(RECORDS FOR THE EXERCISE begins)

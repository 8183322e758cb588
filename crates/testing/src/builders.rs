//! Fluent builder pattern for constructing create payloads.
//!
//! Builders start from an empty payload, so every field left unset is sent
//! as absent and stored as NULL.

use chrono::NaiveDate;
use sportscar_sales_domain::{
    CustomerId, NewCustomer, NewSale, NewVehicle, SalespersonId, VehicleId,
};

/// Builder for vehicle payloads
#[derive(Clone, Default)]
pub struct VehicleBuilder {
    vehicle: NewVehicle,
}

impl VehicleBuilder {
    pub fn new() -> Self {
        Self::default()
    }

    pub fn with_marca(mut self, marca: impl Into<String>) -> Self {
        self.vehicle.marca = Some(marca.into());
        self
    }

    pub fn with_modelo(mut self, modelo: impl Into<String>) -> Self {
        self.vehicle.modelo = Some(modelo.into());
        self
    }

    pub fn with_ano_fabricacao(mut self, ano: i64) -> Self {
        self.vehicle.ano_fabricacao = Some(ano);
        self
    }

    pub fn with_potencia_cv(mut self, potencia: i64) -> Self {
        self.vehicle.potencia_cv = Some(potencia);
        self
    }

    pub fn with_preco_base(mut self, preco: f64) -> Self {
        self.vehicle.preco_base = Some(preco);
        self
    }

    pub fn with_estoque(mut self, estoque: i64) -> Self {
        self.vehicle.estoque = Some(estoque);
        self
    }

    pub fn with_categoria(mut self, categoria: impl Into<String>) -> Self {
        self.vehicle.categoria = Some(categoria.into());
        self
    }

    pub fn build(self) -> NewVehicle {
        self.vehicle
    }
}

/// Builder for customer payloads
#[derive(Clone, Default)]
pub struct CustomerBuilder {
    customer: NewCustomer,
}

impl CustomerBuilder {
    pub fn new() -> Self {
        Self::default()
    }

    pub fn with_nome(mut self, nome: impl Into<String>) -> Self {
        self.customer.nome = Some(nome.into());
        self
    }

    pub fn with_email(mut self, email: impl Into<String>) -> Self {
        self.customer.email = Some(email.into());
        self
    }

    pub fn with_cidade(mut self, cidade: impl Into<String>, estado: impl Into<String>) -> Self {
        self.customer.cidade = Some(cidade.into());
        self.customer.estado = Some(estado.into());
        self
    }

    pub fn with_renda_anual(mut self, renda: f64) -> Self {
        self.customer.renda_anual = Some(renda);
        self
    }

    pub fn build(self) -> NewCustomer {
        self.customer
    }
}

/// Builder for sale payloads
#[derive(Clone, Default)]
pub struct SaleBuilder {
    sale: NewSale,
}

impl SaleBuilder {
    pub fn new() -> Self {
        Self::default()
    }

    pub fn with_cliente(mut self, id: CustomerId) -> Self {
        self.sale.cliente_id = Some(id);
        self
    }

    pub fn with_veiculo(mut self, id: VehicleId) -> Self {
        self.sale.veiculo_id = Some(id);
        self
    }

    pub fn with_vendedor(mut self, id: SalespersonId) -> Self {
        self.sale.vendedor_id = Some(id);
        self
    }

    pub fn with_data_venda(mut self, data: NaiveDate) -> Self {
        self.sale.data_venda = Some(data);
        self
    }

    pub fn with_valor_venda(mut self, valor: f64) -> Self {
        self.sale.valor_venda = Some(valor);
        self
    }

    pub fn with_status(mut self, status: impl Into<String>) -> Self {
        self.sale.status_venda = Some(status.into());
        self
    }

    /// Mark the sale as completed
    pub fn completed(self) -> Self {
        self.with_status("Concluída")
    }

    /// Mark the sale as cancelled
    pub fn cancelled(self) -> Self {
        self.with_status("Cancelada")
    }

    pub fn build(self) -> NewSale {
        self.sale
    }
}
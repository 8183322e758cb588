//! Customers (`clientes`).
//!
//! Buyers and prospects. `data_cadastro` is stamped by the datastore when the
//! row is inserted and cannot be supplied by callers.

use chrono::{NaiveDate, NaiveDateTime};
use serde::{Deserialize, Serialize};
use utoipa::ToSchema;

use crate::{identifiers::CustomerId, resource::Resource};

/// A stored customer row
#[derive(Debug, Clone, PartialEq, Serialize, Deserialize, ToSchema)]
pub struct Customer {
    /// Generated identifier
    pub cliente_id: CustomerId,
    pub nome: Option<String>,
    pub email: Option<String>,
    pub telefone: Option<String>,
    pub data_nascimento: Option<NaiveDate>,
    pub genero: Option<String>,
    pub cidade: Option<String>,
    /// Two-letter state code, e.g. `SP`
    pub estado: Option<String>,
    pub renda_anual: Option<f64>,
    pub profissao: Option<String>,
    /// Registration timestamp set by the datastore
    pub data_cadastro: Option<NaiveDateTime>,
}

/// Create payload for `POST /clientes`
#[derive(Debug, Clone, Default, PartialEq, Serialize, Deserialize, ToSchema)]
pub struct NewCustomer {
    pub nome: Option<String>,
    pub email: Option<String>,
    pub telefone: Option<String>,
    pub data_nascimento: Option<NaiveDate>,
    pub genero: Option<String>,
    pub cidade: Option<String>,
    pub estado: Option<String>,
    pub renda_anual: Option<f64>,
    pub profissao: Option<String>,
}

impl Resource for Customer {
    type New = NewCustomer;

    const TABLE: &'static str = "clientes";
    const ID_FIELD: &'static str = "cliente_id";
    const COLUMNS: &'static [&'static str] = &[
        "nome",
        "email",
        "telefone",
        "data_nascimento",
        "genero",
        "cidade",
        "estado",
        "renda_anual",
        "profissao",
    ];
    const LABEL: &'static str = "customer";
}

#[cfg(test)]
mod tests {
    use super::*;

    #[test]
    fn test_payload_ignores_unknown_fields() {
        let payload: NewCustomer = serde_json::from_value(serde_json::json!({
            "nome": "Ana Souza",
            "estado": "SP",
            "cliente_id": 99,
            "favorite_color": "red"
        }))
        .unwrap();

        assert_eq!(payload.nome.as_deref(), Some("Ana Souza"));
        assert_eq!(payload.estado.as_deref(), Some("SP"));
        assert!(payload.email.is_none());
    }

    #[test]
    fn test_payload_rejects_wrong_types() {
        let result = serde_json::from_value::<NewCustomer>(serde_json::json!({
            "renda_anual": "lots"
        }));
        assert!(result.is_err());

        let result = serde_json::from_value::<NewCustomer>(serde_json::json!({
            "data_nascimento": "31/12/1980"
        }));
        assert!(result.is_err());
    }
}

(RECORDS FOR THE EXERCISE ends)
(RECORDS FOR THE EXERCISE begins)

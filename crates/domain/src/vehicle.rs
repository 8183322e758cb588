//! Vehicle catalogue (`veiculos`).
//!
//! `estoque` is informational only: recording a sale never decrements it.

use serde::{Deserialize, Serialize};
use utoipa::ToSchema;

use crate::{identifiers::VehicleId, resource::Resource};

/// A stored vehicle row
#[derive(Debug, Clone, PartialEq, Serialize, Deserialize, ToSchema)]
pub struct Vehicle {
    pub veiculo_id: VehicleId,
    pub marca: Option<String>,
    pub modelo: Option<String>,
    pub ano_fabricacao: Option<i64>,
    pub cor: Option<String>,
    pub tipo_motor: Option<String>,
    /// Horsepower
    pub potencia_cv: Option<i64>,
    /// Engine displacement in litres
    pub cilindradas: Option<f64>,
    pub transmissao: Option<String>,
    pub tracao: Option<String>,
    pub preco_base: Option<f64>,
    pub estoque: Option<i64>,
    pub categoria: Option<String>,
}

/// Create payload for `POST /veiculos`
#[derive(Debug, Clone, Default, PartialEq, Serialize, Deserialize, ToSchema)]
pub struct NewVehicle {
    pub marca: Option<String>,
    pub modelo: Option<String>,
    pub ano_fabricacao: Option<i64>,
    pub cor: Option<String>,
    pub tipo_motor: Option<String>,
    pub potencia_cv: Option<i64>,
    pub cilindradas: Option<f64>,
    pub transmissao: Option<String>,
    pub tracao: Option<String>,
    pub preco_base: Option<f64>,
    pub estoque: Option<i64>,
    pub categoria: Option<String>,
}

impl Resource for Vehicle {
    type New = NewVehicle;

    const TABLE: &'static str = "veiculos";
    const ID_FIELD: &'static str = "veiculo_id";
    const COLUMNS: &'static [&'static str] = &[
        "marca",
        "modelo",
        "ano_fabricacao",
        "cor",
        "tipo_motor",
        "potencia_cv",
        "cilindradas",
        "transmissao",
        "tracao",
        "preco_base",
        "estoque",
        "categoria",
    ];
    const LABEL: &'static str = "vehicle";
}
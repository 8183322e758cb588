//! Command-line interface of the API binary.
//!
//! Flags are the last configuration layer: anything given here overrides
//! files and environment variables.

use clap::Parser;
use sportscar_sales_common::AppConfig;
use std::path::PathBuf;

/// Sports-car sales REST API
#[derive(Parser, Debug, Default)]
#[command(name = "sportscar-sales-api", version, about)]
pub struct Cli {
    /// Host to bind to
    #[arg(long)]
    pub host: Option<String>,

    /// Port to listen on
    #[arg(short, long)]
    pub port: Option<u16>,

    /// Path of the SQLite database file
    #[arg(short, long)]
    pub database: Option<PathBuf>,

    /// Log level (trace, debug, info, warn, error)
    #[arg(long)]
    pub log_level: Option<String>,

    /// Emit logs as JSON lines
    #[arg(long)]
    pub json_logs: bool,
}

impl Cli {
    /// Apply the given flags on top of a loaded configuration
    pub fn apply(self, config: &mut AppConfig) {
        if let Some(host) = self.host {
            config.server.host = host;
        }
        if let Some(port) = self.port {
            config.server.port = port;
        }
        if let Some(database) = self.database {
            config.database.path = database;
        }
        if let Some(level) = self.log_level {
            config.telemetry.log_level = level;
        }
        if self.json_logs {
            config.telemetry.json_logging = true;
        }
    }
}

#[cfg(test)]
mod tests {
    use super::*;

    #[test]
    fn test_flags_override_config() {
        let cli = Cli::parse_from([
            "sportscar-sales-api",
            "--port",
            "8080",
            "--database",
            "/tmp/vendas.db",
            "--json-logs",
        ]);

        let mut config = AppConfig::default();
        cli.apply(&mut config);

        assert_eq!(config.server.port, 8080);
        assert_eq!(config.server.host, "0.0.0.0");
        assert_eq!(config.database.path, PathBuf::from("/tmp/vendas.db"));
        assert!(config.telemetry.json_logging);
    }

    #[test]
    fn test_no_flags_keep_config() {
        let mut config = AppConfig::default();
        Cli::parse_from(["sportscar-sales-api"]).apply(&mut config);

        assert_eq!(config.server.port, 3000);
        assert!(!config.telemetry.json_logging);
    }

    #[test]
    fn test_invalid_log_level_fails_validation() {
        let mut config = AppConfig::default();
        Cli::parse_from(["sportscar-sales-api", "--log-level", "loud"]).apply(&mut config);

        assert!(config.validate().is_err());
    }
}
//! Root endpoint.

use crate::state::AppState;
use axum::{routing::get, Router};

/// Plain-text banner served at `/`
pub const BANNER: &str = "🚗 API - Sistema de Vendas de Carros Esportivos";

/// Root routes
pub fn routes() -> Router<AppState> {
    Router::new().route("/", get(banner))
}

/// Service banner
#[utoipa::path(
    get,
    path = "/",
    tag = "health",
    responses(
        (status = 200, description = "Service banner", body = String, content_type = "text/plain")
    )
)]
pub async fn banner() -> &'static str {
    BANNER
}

(RECORDS FOR THE EXERCISE ends)

### WORK TASK:
List every line above that contains the word "Souza".

### SOLUTION TO THE PROBLEM:
            "nome": "Ana Souza",
        assert_eq!(payload.nome.as_deref(), Some("Ana Souza"));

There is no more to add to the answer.